67. Stando cosi le cose, dall'esame delle locuzioni usate dagli evangelisti - diverse ma non contrarie fra loro - ricaviamo un insegnamento quanto mai utile, anzi più che necessario. Ed è questo: nelle parole adoperate dagli scrittori sacri noi non dobbiamo ricercare altro all'infuori della loro intenzione, di cui le parole debbono essere al servizio. Non dobbiamo pertanto supporre menzogne nell'uno o nell'altro degli evangelisti se con parole differenti riferiscono la richiesta voluta da quel padre senza dire come effettivamente la espresse. Esigendo questo litteralismo, saremmo quei meschini cacciatori di vocaboli i quali ritengono che la verità debba stare, diciamo cosi, aggiogata a dei segni grafici. In effetti e nelle parole e in tutti gli altri segni con cui si esprime l'anima non si deve ricercare altro se non l'anima stessa.

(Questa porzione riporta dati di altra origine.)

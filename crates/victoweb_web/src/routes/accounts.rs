//! Login, signup and logout.
//!
//! A successful login or signup mints a session and sets the `sessionid`
//! cookie before redirecting home.

use super::{account_service, redirect_after_form, see_other};
use crate::error::{ApiError, ApiResult};
use crate::session::{clear_session_cookie, session_cookie, BaseContext, Viewer};
use crate::state::AppState;
use axum::extract::State;
use axum::http::{header, HeaderMap, HeaderValue};
use axum::response::Response;
use axum::{Form, Json};
use log::info;
use serde::{Deserialize, Serialize};
use victoweb_core::now_millis;
use victoweb_core::service::account_service::SignupRequest;
use victoweb_core::Account;

const AFTER_LOGIN: &str = "/";

#[derive(Serialize)]
pub(crate) struct FormPage {
    #[serde(flatten)]
    context: BaseContext,
    fields: &'static [&'static str],
}

#[derive(Debug, Default, Deserialize)]
#[serde(default)]
pub(crate) struct LoginForm {
    username: String,
    password: String,
}

pub(crate) async fn login_page(viewer: Viewer) -> Json<FormPage> {
    Json(FormPage {
        context: viewer.base_context(),
        fields: &["username", "password"],
    })
}

pub(crate) async fn signup_page(viewer: Viewer) -> Json<FormPage> {
    Json(FormPage {
        context: viewer.base_context(),
        fields: &["username", "full_name", "phone", "password1", "password2"],
    })
}

pub(crate) async fn login(
    State(state): State<AppState>,
    headers: HeaderMap,
    Form(form): Form<LoginForm>,
) -> ApiResult<Response> {
    let account = state
        .db
        .call(move |conn| Ok(account_service(conn).authenticate(&form.username, &form.password)?))
        .await?;
    start_session_response(&state, &headers, account).await
}

pub(crate) async fn signup(
    State(state): State<AppState>,
    headers: HeaderMap,
    Form(request): Form<SignupRequest>,
) -> ApiResult<Response> {
    let account = state
        .db
        .call(move |conn| Ok(account_service(conn).signup(&request)?))
        .await?;
    start_session_response(&state, &headers, account).await
}

pub(crate) async fn logout(State(state): State<AppState>, viewer: Viewer) -> ApiResult<Response> {
    let account_id = viewer.require_login()?.id;
    if let Some(session_key) = viewer.session_key.clone() {
        state
            .db
            .call(move |conn| Ok(account_service(conn).end_session(&session_key)?))
            .await?;
    }
    info!("event=account_logout module=http status=ok account_id={}", account_id);
    let mut response = see_other("/login/");
    let headers = response.headers_mut();
    headers.insert("hx-redirect", HeaderValue::from_static("/login.html"));
    headers.append(header::SET_COOKIE, cookie_value(&clear_session_cookie())?);
    Ok(response)
}

async fn start_session_response(
    state: &AppState,
    headers: &HeaderMap,
    account: Account,
) -> ApiResult<Response> {
    let ttl_secs = state.settings.session_ttl_secs;
    let grant = state
        .db
        .call(move |conn| {
            Ok(account_service(conn).start_session(&account, now_millis(), ttl_secs)?)
        })
        .await?;
    let mut response = redirect_after_form(headers, AFTER_LOGIN);
    response
        .headers_mut()
        .append(header::SET_COOKIE, cookie_value(&session_cookie(&grant.session_key, ttl_secs))?);
    Ok(response)
}

fn cookie_value(cookie: &str) -> ApiResult<HeaderValue> {
    HeaderValue::from_str(cookie)
        .map_err(|err| ApiError::Internal(format!("invalid cookie header: {err}")))
}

68. Alcuni codici di Matteo leggono: Non è morta, la donna, ma dorme (Mt 9,24), mentre Marco e Luca ci attestano che la morta era una ragazza di dodici anni (Mc 5,42 Lc 8,42). Intendi l'espressione di Matteo secondo il consueto modo di parlare degli Ebrei. Si trova infatti anche in altri passi della Scrittura che il nome " donna " viene dato non solo a persone maritate ma anche a ragazze intatte e vergini. Cosi di Eva è scritto: Dio formo la donna (Gn 2,22); e nel libro dei Numeri è comandata una custodia speciale per le donne che non sono state a letto con uomini, cioè che sono vergini (Nb 31,18), affinché non vengano uccise. Usando un'identica espressione, Paolo dice che Cristo fu fatto da donna (Ga 4,4). Questa interpretazione è più comprensibile dell'altra che c'indurrebbe a credere che una ragazzina di dodici anni fosse già sposata o avesse avuto rapporti con qualche uomo.